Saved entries
┄┄┄┄┄┄┄┄┄┄┄┄┄┄┄┄┄┄┄┄

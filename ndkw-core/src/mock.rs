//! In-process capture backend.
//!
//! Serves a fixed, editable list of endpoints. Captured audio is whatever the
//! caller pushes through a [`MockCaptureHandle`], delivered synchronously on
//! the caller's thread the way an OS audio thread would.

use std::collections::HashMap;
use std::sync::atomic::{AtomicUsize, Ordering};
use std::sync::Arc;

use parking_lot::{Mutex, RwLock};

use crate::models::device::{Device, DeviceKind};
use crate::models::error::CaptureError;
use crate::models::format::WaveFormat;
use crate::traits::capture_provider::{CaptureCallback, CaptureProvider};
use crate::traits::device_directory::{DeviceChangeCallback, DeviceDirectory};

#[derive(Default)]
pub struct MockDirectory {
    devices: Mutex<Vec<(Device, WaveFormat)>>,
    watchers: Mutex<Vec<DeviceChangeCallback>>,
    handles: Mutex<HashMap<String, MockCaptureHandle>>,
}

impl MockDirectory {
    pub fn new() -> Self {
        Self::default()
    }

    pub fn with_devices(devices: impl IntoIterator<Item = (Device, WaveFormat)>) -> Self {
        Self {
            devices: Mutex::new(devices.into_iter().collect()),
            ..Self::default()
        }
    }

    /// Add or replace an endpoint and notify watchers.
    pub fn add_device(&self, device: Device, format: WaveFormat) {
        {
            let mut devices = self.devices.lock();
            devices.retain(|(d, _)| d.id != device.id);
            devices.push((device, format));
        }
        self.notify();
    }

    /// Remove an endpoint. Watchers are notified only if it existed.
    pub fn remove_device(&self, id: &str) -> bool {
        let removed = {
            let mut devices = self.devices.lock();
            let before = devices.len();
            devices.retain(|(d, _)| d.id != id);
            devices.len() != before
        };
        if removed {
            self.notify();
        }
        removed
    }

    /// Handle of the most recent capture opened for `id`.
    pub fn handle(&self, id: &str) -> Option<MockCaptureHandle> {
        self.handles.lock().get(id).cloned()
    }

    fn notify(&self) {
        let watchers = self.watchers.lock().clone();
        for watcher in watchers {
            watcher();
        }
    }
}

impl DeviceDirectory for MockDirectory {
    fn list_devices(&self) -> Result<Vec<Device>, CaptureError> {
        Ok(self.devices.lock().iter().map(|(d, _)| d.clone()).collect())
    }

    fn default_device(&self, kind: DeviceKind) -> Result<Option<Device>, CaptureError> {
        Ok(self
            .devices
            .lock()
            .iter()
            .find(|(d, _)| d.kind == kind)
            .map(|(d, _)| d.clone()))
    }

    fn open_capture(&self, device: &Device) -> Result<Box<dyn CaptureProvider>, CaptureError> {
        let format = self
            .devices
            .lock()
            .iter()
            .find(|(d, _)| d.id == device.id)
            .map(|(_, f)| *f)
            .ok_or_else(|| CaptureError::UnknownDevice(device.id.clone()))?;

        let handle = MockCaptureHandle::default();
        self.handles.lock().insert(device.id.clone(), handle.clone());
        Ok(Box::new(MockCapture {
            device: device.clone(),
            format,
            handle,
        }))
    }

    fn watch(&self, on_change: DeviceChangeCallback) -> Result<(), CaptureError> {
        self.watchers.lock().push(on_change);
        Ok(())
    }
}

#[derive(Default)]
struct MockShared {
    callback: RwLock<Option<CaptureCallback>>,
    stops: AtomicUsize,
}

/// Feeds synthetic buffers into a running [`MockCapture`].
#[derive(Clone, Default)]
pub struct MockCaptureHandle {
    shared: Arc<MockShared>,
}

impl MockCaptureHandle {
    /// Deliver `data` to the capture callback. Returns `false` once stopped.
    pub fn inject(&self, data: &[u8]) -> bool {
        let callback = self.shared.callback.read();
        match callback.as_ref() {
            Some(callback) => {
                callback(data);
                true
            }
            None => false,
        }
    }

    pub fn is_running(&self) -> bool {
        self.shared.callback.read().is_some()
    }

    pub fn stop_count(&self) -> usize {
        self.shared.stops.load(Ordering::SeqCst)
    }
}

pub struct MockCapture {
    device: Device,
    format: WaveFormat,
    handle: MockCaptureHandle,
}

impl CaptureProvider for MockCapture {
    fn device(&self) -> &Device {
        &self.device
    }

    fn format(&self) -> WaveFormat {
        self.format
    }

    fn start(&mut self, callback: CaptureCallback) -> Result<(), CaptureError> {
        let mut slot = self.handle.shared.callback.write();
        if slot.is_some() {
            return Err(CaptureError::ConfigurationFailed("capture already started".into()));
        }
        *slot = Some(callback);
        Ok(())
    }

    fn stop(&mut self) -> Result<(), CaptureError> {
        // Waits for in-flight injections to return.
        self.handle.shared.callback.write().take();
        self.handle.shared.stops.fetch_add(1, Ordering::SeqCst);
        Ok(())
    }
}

┄┄┄┄┄┄┄┄┄┄┄┄┄┄┄┄┄┄┄┄

AIM OF THE EXERCISE:
Exactly as they stand above, repeat all the records.

EXERCISE ANSWER:
filename ndkw-core/src/mock.rs
//! In-process capture backend.
//!
//! Serves a fixed, editable list of endpoints. Captured audio is whatever the
//! caller pushes through a [`MockCaptureHandle`], delivered synchronously on
//! the caller's thread the way an OS audio thread would.

use std::collections::HashMap;
use std::sync::atomic::{AtomicUsize, Ordering};
use std::sync::Arc;

use parking_lot::{Mutex, RwLock};

use crate::models::device::{Device, DeviceKind};
use crate::models::error::CaptureError;
use crate::models::format::WaveFormat;
use crate::traits::capture_provider::{CaptureCallback, CaptureProvider};
use crate::traits::device_directory::{DeviceChangeCallback, DeviceDirectory};

#[derive(Default)]
pub struct MockDirectory {
    devices: Mutex<Vec<(Device, WaveFormat)>>,
    watchers: Mutex<Vec<DeviceChangeCallback>>,
    handles: Mutex<HashMap<String, MockCaptureHandle>>,
}

impl MockDirectory {
    pub fn new() -> Self {
        Self::default()
    }

    pub fn with_devices(devices: impl IntoIterator<Item = (Device, WaveFormat)>) -> Self {
        Self {
            devices: Mutex::new(devices.into_iter().collect()),
            ..Self::default()
        }
    }

    /// Add or replace an endpoint and notify watchers.
    pub fn add_device(&self, device: Device, format: WaveFormat) {
        {
            let mut devices = self.devices.lock();
            devices.retain(|(d, _)| d.id != device.id);
            devices.push((device, format));
        }
        self.notify();
    }

    /// Remove an endpoint. Watchers are notified only if it existed.
    pub fn remove_device(&self, id: &str) -> bool {
        let removed = {
            let mut devices = self.devices.lock();
            let before = devices.len();
            devices.retain(|(d, _)| d.id != id);
            devices.len() != before
        };
        if removed {
            self.notify();
        }
        removed
    }

    /// Handle of the most recent capture opened for `id`.
    pub fn handle(&self, id: &str) -> Option<MockCaptureHandle> {
        self.handles.lock().get(id).cloned()
    }

    fn notify(&self) {
        let watchers = self.watchers.lock().clone();
        for watcher in watchers {
            watcher();
        }
    }
}

impl DeviceDirectory for MockDirectory {
    fn list_devices(&self) -> Result<Vec<Device>, CaptureError> {
        Ok(self.devices.lock().iter().map(|(d, _)| d.clone()).collect())
    }

    fn default_device(&self, kind: DeviceKind) -> Result<Option<Device>, CaptureError> {
        Ok(self
            .devices
            .lock()
            .iter()
            .find(|(d, _)| d.kind == kind)
            .map(|(d, _)| d.clone()))
    }

    fn open_capture(&self, device: &Device) -> Result<Box<dyn CaptureProvider>, CaptureError> {
        let format = self
            .devices
            .lock()
            .iter()
            .find(|(d, _)| d.id == device.id)
            .map(|(_, f)| *f)
            .ok_or_else(|| CaptureError::UnknownDevice(device.id.clone()))?;

        let handle = MockCaptureHandle::default();
        self.handles.lock().insert(device.id.clone(), handle.clone());
        Ok(Box::new(MockCapture {
            device: device.clone(),
            format,
            handle,
        }))
    }

    fn watch(&self, on_change: DeviceChangeCallback) -> Result<(), CaptureError> {
        self.watchers.lock().push(on_change);
        Ok(())
    }
}

#[derive(Default)]
struct MockShared {
    callback: RwLock<Option<CaptureCallback>>,
    stops: AtomicUsize,
}

/// Feeds synthetic buffers into a running [`MockCapture`].
#[derive(Clone, Default)]
pub struct MockCaptureHandle {
    shared: Arc<MockShared>,
}

impl MockCaptureHandle {
    /// Deliver `data` to the capture callback. Returns `false` once stopped.
    pub fn inject(&self, data: &[u8]) -> bool {
        let callback = self.shared.callback.read();
        match callback.as_ref() {
            Some(callback) => {
                callback(data);
                true
            }
            None => false,
        }
    }

    pub fn is_running(&self) -> bool {
        self.shared.callback.read().is_some()
    }

    pub fn stop_count(&self) -> usize {
        self.shared.stops.load(Ordering::SeqCst)
    }
}

pub struct MockCapture {
    device: Device,
    format: WaveFormat,
    handle: MockCaptureHandle,
}

impl CaptureProvider for MockCapture {
    fn device(&self) -> &Device {
        &self.device
    }

    fn format(&self) -> WaveFormat {
        self.format
    }

    fn start(&mut self, callback: CaptureCallback) -> Result<(), CaptureError> {
        let mut slot = self.handle.shared.callback.write();
        if slot.is_some() {
            return Err(CaptureError::ConfigurationFailed("capture already started".into()));
        }
        *slot = Some(callback);
        Ok(())
    }

    fn stop(&mut self) -> Result<(), CaptureError> {
        // Waits for in-flight injections to return.
        self.handle.shared.callback.write().take();
        self.handle.shared.stops.fetch_add(1, Ordering::SeqCst);
        Ok(())
    }
}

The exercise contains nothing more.